O conselheiro do Conselho Nacional do Ministério Público (CNMP) Fábio George Cruz da Nóbrega pediu a suspensão imediata de quaisquer providências administrativas adotadas para o pagamento de indenizações de férias e licenças de servidores e membros do Ministério Público Estadual.
Em março deste ano, uma resolução expedida pelo procurador-geral de Justiça regulamentou o pagamento em dinheiro de férias e licenças-prêmio não tiradas de membros e servidores do MPRN. Só em abril, o MP gastou R$ 19 milhões extras com o pagamento de 210 promotores e procuradores de justiça.
Dados do portal da transparência revelam que uma das procuradoras do órgão chegou a receber R$ 171 mil. O procurador-geral de Justiça, Rinaldo Reis, recebeu dentro dessa classificação de pagamento quase R$ 157 mil.
O Procedimento de Controle Administrativo pede ainda que o procurador-geral de Justiça, Rinaldo Reis, seja intimado a prestar informações. O processo foi distribuído na última sexta-feira (2) para o conselheiro Antônio Duarte, que vai analisar o caso.

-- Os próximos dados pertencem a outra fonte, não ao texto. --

//! Client facade
//!
//! [`TwikeyClient`] owns the HTTP client, the token session and the
//! transport, and hands out resource services that share them.

use std::sync::Arc;

use tracing::info;
use twikey_core::auth::{SessionPolicy, TokenSession};
use twikey_core::time::Clock;
use twikey_domain::{Result, TwikeyConfig};

use super::auth::HttpCredentialExchange;
use super::transport::ApiTransport;
use crate::config;
use crate::http::HttpClient;
use crate::resources::{
    DocumentService, InvoiceService, PaylinkService, RefundService, TransactionService,
};

/// Entry point of the library.
///
/// Cloning is cheap; clones share the session token.
#[derive(Clone)]
pub struct TwikeyClient {
    config: Arc<TwikeyConfig>,
    transport: Arc<ApiTransport>,
}

impl TwikeyClient {
    /// Client with default HTTP settings for `config`.
    ///
    /// # Errors
    /// Returns `TwikeyError::Config` when the configuration is invalid or the
    /// HTTP client cannot be built.
    pub fn new(config: TwikeyConfig) -> Result<Self> {
        Self::builder(config).build()
    }

    pub fn builder(config: TwikeyConfig) -> TwikeyClientBuilder {
        TwikeyClientBuilder { config, http: None, clock: None }
    }

    /// Client configured from `TWIKEY_*` variables, falling back to a
    /// config file.
    ///
    /// # Errors
    /// Returns `TwikeyError::Config` when no usable configuration is found.
    pub fn from_env() -> Result<Self> {
        Self::new(config::load()?)
    }

    pub fn config(&self) -> &TwikeyConfig {
        &self.config
    }

    pub fn session(&self) -> &Arc<TokenSession> {
        self.transport.session()
    }

    pub fn transport(&self) -> &Arc<ApiTransport> {
        &self.transport
    }

    /// Exchange credentials now, replacing any held token.
    pub async fn force_refresh(&self) -> Result<()> {
        self.session().force_refresh().await.map(|_| ())
    }

    /// Drop the held token; the next call authenticates again.
    pub async fn invalidate(&self) {
        self.session().invalidate().await;
    }

    pub fn document(&self) -> DocumentService {
        DocumentService::new(self.transport.clone())
    }

    pub fn invoice(&self) -> InvoiceService {
        InvoiceService::new(
            self.transport.clone(),
            self.config.merchant_id.clone(),
            self.config.is_beta(),
            self.config.bulk_timeout(),
        )
    }

    pub fn transaction(&self) -> TransactionService {
        TransactionService::new(self.transport.clone(), self.config.long_timeout())
    }

    pub fn paylink(&self) -> PaylinkService {
        PaylinkService::new(self.transport.clone())
    }

    pub fn refund(&self) -> RefundService {
        RefundService::new(self.transport.clone())
    }
}

/// Builder for [`TwikeyClient`].
pub struct TwikeyClientBuilder {
    config: TwikeyConfig,
    http: Option<HttpClient>,
    clock: Option<Arc<dyn Clock>>,
}

impl TwikeyClientBuilder {
    /// Use a preconfigured HTTP client instead of one built from the config.
    #[must_use]
    pub fn http_client(mut self, http: HttpClient) -> Self {
        self.http = Some(http);
        self
    }

    /// Clock used for token expiry.
    #[must_use]
    pub fn clock(mut self, clock: Arc<dyn Clock>) -> Self {
        self.clock = Some(clock);
        self
    }

    /// # Errors
    /// Returns `TwikeyError::Config` when the configuration is invalid or the
    /// HTTP client cannot be built.
    pub fn build(self) -> Result<TwikeyClient> {
        let Self { config, http, clock } = self;
        config.validate()?;

        let http = match http {
            Some(http) => http,
            None => HttpClient::builder()
                .timeout(config.timeout())
                .user_agent(config.user_agent.clone())
                .build()?,
        };

        let base_url = config.normalized_base_url().to_string();
        let exchange =
            HttpCredentialExchange::new(http.clone(), base_url.clone(), config.api_key.clone());
        let mut session = TokenSession::new(Arc::new(exchange), SessionPolicy::from(&config));
        if let Some(clock) = clock {
            session = session.with_clock(clock);
        }

        let transport =
            ApiTransport::new(http, Arc::new(session), base_url, config.user_agent.clone());
        info!(
            base_url = %config.normalized_base_url(),
            beta = config.is_beta(),
            "Twikey client ready"
        );

        Ok(TwikeyClient { config: Arc::new(config), transport: Arc::new(transport) })
    }
}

A realidade financeira do Judiciário e do MP é bem diferente da do Executivo. Segundo os servidores estaduais, o mesmo benefício, quando requerido pelos funcionários do poder executivo, em muitos casos não é concedido. O fórum de servidores tenta desde o ano passado colocar em dia o salário dos funcionários, sem sucesso. “Nós temos realidade de servidores que seu processo de licença-prêmio é publicado depois do processo de aposentadoria. Como é que o servidor vai gozar dessa licença após estar aposentado? Isso não existe”, disse Janeayre Souto, do Sindicato dos Servidores da Administração Direta.
“O tribunal de Justiça e MP estão pagando as férias dos juízes e dos servidores e as licenças em dobro. E nós do poder executivo, da administração direta e indireta estamos com nossos salários atrasados”, completou Janeayre.

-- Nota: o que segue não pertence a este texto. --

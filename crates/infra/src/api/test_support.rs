//! Shared fixtures for unit tests that talk to a `wiremock` server.

use std::sync::Arc;

use twikey_core::auth::{SessionPolicy, TokenSession};
use wiremock::matchers::{method, path};
use wiremock::{Mock, MockServer, ResponseTemplate};

use super::auth::HttpCredentialExchange;
use super::transport::ApiTransport;
use crate::http::HttpClient;

pub(crate) const API_KEY: &str = "test-api-key";

/// Base URL of the mock creditor API.
pub(crate) fn base_url(server: &MockServer) -> String {
    format!("{}/creditor", server.uri())
}

/// Answer every credential exchange with `token`.
pub(crate) async fn mount_auth(server: &MockServer, token: &str) {
    Mock::given(method("POST"))
        .and(path("/creditor"))
        .respond_with(ResponseTemplate::new(200).insert_header("Authorization", token))
        .mount(server)
        .await;
}

pub(crate) fn transport_for(server: &MockServer) -> ApiTransport {
    let http = HttpClient::builder().user_agent("twikey-rust/test").build().unwrap();
    let exchange = HttpCredentialExchange::new(http.clone(), base_url(server), API_KEY);
    let session = Arc::new(TokenSession::new(Arc::new(exchange), SessionPolicy::default()));
    ApiTransport::new(http, session, base_url(server), "twikey-rust/test")
}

Na última quarta (31), o Ministério Público estadual informou, em nota, que esses valores são referentes a férias e licenças-prêmio de membros do MP e servidores vencidas e não usufruídas, tendo sido indenizados até o limite de três meses. Ainda segundo a nota, esses valores pagos são verbas indenizatórias, ou seja, não têm qualquer relação com o gasto de pessoal. De acordo com a assessoria de imprensa do MP, o valor da indenização não se restringiu, portanto, a duzentos membros, mas a quase mil integrantes da instituição, entre membros e servidores.